Point blank: being a teenager is stressful.
Change is stressful. For all teenagers, change is inevitable. Friendships evolve from best friends to strangers, classes get harder, and emotions begin to rule — it all happens in one place — in a high school.
Being a teenager in a global pandemic and dealing with deteriorating mental health is also stressful. Unfortunately, the bitter reality a lot of us face is not alleviated by high-school counselors. These adults are marketed to be at our disposal to make schedule changes, deal with crises, and file complaints. It’s too much for them to handle, but it’s not their fault — counselors are understaffed and overworked, sometimes missing their lunches to help students.
The American School Counselors Association suggests a 250:1 student-to-counselor ratio in every high school. Washington State has a ratio of 499:1. This caseload causes counselors to only catch the “extremes,” like the students who act out and get in fights or those on track to be valedictorian.
According to my counselor, he was able to meet with 1-2 students a day in person, which accounts for .05% of his caseload as opposed to 4-5 during virtual learning, or about 1%. As a result, there are going to be parts of the student body that get missed. I was one of those students.
I have been a straight-A student and involved in numerous extracurriculars almost my entire academic career, so I never needed any assistance academically. However, I was in and out of therapy for two and a half years and stopped going about halfway through my sophomore year of high school. Things were better for a while. Then the pandemic turned my world upside-down.
First things first, I’m an extrovert; my Myers-Briggs type is ENFP (energetic and motivational) and I thrive off social interaction, always have, probably always will. When I learned we would be taking a two-week break in the middle of last March due to the coronavirus pandemic, I wasn’t super excited. Honestly, I like school, I enjoy working, and most of all, I like someone telling me what the schedule is and I like adhering to it.

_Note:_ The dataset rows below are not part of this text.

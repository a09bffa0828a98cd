//! OfferDesk CLI: the main entry point.
//!
//! Commands:
//! - `init`: write the default config
//! - `chat`: talk to the desk as a given user (interactive or single message)
//! - `history`: show a user's stored conversation
//! - `tools`: print the tool catalog advertised to the model
//! - `doctor`: diagnose configuration, storage and provider access

use clap::{Parser, Subcommand};

mod commands;

#[derive(Parser)]
#[command(
    name = "offerdesk",
    about = "OfferDesk — quote desk assistant",
    version,
    author
)]
struct Cli {
    #[command(subcommand)]
    command: Commands,

    /// Enable verbose logging
    #[arg(short, long, global = true)]
    verbose: bool,
}

#[derive(Subcommand)]
enum Commands {
    /// Write the default configuration file
    Init {
        /// Overwrite an existing config file
        #[arg(long)]
        force: bool,
    },

    /// Chat with the desk
    Chat {
        /// The end user to act as
        #[arg(short, long, default_value = "cli-user")]
        user: String,

        /// Send a single message instead of entering interactive mode
        #[arg(short, long)]
        message: Option<String>,
    },

    /// Show a user's stored conversation
    History {
        #[arg(short, long, default_value = "cli-user")]
        user: String,

        /// Number of most recent turns to show
        #[arg(short, long, default_value_t = 20)]
        limit: usize,
    },

    /// Print the tool catalog
    Tools {
        /// Print the declarations as JSON schemas
        #[arg(long)]
        json: bool,
    },

    /// Diagnose system health
    Doctor,
}

#[tokio::main]
async fn main() -> Result<(), Box<dyn std::error::Error>> {
    let cli = Cli::parse();

    // Initialize tracing
    let filter = if cli.verbose { "debug" } else { "info" };
    tracing_subscriber::fmt()
        .with_env_filter(
            tracing_subscriber::EnvFilter::try_from_default_env()
                .unwrap_or_else(|_| tracing_subscriber::EnvFilter::new(filter)),
        )
        .with_target(false)
        .with_writer(std::io::stderr)
        .init();

    match cli.command {
        Commands::Init { force } => commands::init::run(force).await?,
        Commands::Chat { user, message } => commands::chat::run(user, message).await?,
        Commands::History { user, limit } => commands::history::run(user, limit).await?,
        Commands::Tools { json } => commands::tools::run(json)?,
        Commands::Doctor => commands::doctor::run().await?,
    }

    Ok(())
}

#[cfg(test)]
mod tests {
    use super::*;
    use clap::CommandFactory;

    #[test]
    fn cli_definition_is_consistent() {
        Cli::command().debug_assert();
    }

    #[test]
    fn chat_defaults() {
        let cli = Cli::try_parse_from(["offerdesk", "chat", "-m", "hello"]).unwrap();
        match cli.command {
            Commands::Chat { user, message } => {
                assert_eq!(user, "cli-user");
                assert_eq!(message.as_deref(), Some("hello"));
            }
            _ => panic!("expected chat"),
        }
    }

    #[test]
    fn history_limit_parses() {
        let cli = Cli::try_parse_from(["offerdesk", "history", "--user", "u7", "--limit", "5", "-v"]).unwrap();
        assert!(cli.verbose);
        assert!(matches!(cli.command, Commands::History { limit: 5, .. }));
    }
}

The two-week break turned into four weeks. Then we started getting emails about how to work Google Classroom and the different systems each of my seven teachers would have for attendance.
It was a lot.
I started to miss classes. Being online, I looked at them as optional courses. I began staying in my bed 20 hours out of the day. I physically could not leave; it was too much work. I had slipped back into my depression and with that, my grades did, too.
My mom prompted me to email my high-school counselor. His response was essentially, just get out for a walk, log into your classes, everybody is stressed right now, not just you. We had limited interactions in the past, and it became clear this man had never dealt with clinical depression in his life, at least not the way I was experiencing it. The seemingly never-ending cycle of stressing over my falling grades yet not having the motivation to fix them was taking a toll on me.
So, I went outside of school and back to my own therapist. I worked with her to develop a schedule I could adhere to and create a school-like environment in my house. She encouraged me to reach out to my teachers and explain the anomaly of my dropping grades. The vicious cycle of dealing with the consequences of not doing anything had been broken at last.
High school is arguably the most formative years of our lives and most of us are currently experiencing it through a screen — students shouldn’t have to sacrifice their education for their mental health or vice versa. The vague and umbrella-like job description school counselors abide by forces them to be a jack-of-all-trades. This isn’t fair to students without the resources to get the help they need outside of school and counselors who simply aren’t equipped to deal with teenage mental health.
Recently, there was a bill passed through the Washington state Senate that’s awaiting Gov. Jay Inslee’s signature: Senate Bill 5030. It details a plan districts must create involving school counseling services. Although the bill covers the bare minimum, it still doesn’t address the hoops counselors and students must jump through in regards to working toward better mental health. Counseling services should include a trained ear with a psychology background to listen and talk through difficult situations, not just improving “achievement, attendance and discipline.” Because those aren’t the only things that matter. However, the bill is a step toward improving school counselors’ efficacy in regards to student well-being and should be celebrated as such. This conversation isn’t over, but it’s a “win” to be considered a conversation at all.
The fact that I got to a point where I needed a therapist and I was able to get one is a huge privilege — a privilege not everyone has. Too often, teenagers’ very real feelings are dismissed as being “moody” or “hormonal.” Education on mental health needs to start where education starts: school. Counselors are asked to do everything and because of that, there is no possible way they can do everything perfectly. The responsibility that comes with anything from changing classes to college essays to mental breakdowns is huge and it’s ignorant to turn a blind eye.
Point blank: being in high school is hard, and it’s only going to get harder.
Counselors should specialize in fewer matters and do those well, so students know they can get the help they need. The in-betweens like me are getting pushed further down as the extremes get more polar. On average, counselors have more students to meet with than there are days in the school year. That only highlights the fundamental problem of picking and choosing which students need more help and which are fine without.
Schools need to do better about remembering the in-betweens, by making sure everyone has access to trained counselors when they need them, or else it’ll just be another story about how the education system failed.